His research and teaching explore ethical and other philosophical dimensions of public policy, especially climate policy and health policy.

Kelleher applied the “Page 99 Test” to his new book, The Social Cost of Carbon: Ethics and the Limits of Climate Change Economics, and reported the following:
If readers opened my book to page 99 they would definitely get a good feel for the thing as a whole. They would quickly see that the book is technical and not an easy read for the layperson. I realize this admission is not going to help me sell books, but I also believe in full disclosure! Still, even the uninitiated reader can get a good sense of the book's motivations and aims by reading its accessible and short stage-setting preface, the preprint version of which is available here.

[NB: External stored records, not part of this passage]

use std::fmt;
use std::str::FromStr;

use chrono::{
  DateTime,
  NaiveDate,
  NaiveTime,
  Utc
};
use chrono_tz::Tz;
use tasktide_shared::TaskPatch;

use crate::datetime::{
  local_naive,
  parse_clock_time,
  to_utc_from_local
};
use crate::error::{
  CalendarError,
  CalendarResult
};
use crate::task::{
  Task,
  TaskId,
  format_due_timestamp
};

/// Hour and minute a task is dropped onto in the day/week grids.
#[derive(
  Debug, Clone, Copy, PartialEq, Eq,
)]
pub struct TimeSlot {
  hour:   u32,
  minute: u32
}

impl TimeSlot {
  pub fn new(
    hour: u32,
    minute: u32
  ) -> CalendarResult<Self> {
    if hour > 23 || minute > 59 {
      return Err(
        CalendarError::InvalidTimeSlot {
          hour,
          minute
        }
      );
    }
    Ok(Self {
      hour,
      minute
    })
  }

  pub fn hour(self) -> u32 {
    self.hour
  }

  pub fn minute(self) -> u32 {
    self.minute
  }

  pub fn time(self) -> NaiveTime {
    NaiveTime::from_hms_opt(
      self.hour,
      self.minute,
      0
    )
    .unwrap_or(NaiveTime::MIN)
  }
}

impl FromStr for TimeSlot {
  type Err = CalendarError;

  fn from_str(
    s: &str
  ) -> Result<Self, Self::Err> {
    let (hour, minute) =
      parse_clock_time(s).ok_or_else(
        || {
          CalendarError::InvalidDate(
            format!(
              "unrecognized time '{s}'; \
               expected HH:MM or H:MMam/pm"
            )
          )
        }
      )?;
    Self::new(hour, minute)
  }
}

impl fmt::Display for TimeSlot {
  fn fmt(
    &self,
    f: &mut fmt::Formatter<'_>
  ) -> fmt::Result {
    write!(
      f,
      "{:02}:{:02}",
      self.hour, self.minute
    )
  }
}

/// Outcome of a valid drop, handed to the task backend for persistence.
#[derive(Debug, Clone, PartialEq)]
pub struct ReschedulePlan {
  pub task_id:      TaskId,
  pub previous_due: Option<DateTime<Utc>>,
  pub new_due:      DateTime<Utc>
}

impl ReschedulePlan {
  pub fn patch(&self) -> TaskPatch {
    TaskPatch::due(Some(
      format_due_timestamp(self.new_due)
    ))
  }

  pub fn is_noop(&self) -> bool {
    self.previous_due
      == Some(self.new_due)
  }
}

/// Rejects drops with nothing dragged or no target. Past targets are
/// allowed; overdue is a display concern.
pub fn validate_drop(
  task: Option<&Task>,
  target: Option<NaiveDate>
) -> CalendarResult<()> {
  if task.is_none() {
    return Err(
      CalendarError::NothingDragged
    );
  }
  if target.is_none() {
    return Err(
      CalendarError::MissingDropTarget
    );
  }
  Ok(())
}

/// New due instant for `task` moved to `target`. Without a slot the
/// task's local time-of-day is kept; an undated task lands on local
/// midnight.
pub fn compute_new_due(
  task: &Task,
  target: NaiveDate,
  slot: Option<TimeSlot>,
  tz: Tz
) -> CalendarResult<DateTime<Utc>> {
  let time = match (slot, task.due) {
    | (Some(slot), _) => slot.time(),
    | (None, Some(due)) => {
      local_naive(due, tz).time()
    }
    | (None, None) => NaiveTime::MIN
  };

  to_utc_from_local(
    target.and_time(time),
    tz,
    "reschedule"
  )
}

pub fn plan_reschedule(
  task: &Task,
  target: NaiveDate,
  slot: Option<TimeSlot>,
  tz: Tz
) -> CalendarResult<ReschedulePlan> {
  let new_due = compute_new_due(
    task, target, slot, tz
  )?;
  tracing::debug!(
    task = %task.id,
    previous = ?task.due,
    new_due = %new_due,
    "planned reschedule"
  );
  Ok(ReschedulePlan {
    task_id: task.id.clone(),
    previous_due: task.due,
    new_due
  })
}

#[cfg(test)]
mod tests {
  use chrono::TimeZone;

  use super::*;

  fn day(
    y: i32,
    m: u32,
    d: u32
  ) -> NaiveDate {
    NaiveDate::from_ymd_opt(y, m, d)
      .expect("valid date")
  }

  fn at(
    y: i32,
    m: u32,
    d: u32,
    h: u32,
    min: u32
  ) -> DateTime<Utc> {
    Utc
      .with_ymd_and_hms(y, m, d, h, min, 0)
      .single()
      .expect("valid timestamp")
  }

  #[test]
  fn drop_without_slot_keeps_time_of_day() {
    let task = Task::new("t", "call")
      .with_due(at(2024, 1, 5, 14, 30));
    let due = compute_new_due(
      &task,
      day(2024, 1, 10),
      None,
      chrono_tz::UTC
    )
    .expect("new due");
    assert_eq!(due, at(2024, 1, 10, 14, 30));
  }

  #[test]
  fn local_time_of_day_survives_dst_change()
  {
    let tz = chrono_tz::America::New_York;
    let task = Task::new("t", "call")
      .with_due(at(2024, 3, 5, 19, 30));
    let due = compute_new_due(
      &task,
      day(2024, 3, 12),
      None,
      tz
    )
    .expect("new due");
    assert_eq!(due, at(2024, 3, 12, 18, 30));
  }

  #[test]
  fn slot_overrides_time_and_undated_lands_on_midnight()
  {
    let task = Task::new("t", "call")
      .with_due(at(2024, 1, 5, 14, 30));
    let slot: TimeSlot =
      "9:15am".parse().expect("slot");
    assert_eq!(
      compute_new_due(
        &task,
        day(2024, 1, 10),
        Some(slot),
        chrono_tz::UTC
      )
      .expect("new due"),
      at(2024, 1, 10, 9, 15)
    );

    let undated = Task::new("u", "idea");
    assert_eq!(
      compute_new_due(
        &undated,
        day(2024, 1, 10),
        None,
        chrono_tz::UTC
      )
      .expect("new due"),
      at(2024, 1, 10, 0, 0)
    );
  }

  #[test]
  fn validate_drop_rules() {
    let task = Task::new("t", "x");
    assert!(matches!(
      validate_drop(None, Some(day(2024, 1, 1))),
      Err(CalendarError::NothingDragged)
    ));
    assert!(matches!(
      validate_drop(Some(&task), None),
      Err(
        CalendarError::MissingDropTarget
      )
    ));
    validate_drop(
      Some(&task),
      Some(day(1999, 1, 1))
    )
    .expect("past dates are allowed");
  }

  #[test]
  fn time_slot_bounds() {
    assert!(TimeSlot::new(24, 0).is_err());
    assert!(TimeSlot::new(7, 60).is_err());
    assert_eq!(
      TimeSlot::new(7, 5)
        .expect("slot")
        .to_string(),
      "07:05"
    );
  }

  #[test]
  fn plan_builds_due_patch() {
    let task = Task::new("t", "x")
      .with_due(at(2024, 1, 5, 14, 30));
    let plan = plan_reschedule(
      &task,
      day(2024, 1, 10),
      None,
      chrono_tz::UTC
    )
    .expect("plan");
    assert!(!plan.is_noop());
    assert_eq!(
      plan.patch().due,
      Some(Some(
        "2024-01-10T14:30:00.000Z"
          .to_string()
      ))
    );
  }
}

Page 99 of the book has me discussing an important topic in climate change economics, namely the "pure time discount rate." Evaluative economic models of climate change typically assume that if a benefit or harm will come later in time, it is for that reason less worth caring about than if it would be experienced today. Page 99 considers one of the arguments for holding this view, an argument concerning uncertainty. Later in chapter 5 I provide a much longer discussion of pure time discounting in climate change economics and in welfare economics more generally.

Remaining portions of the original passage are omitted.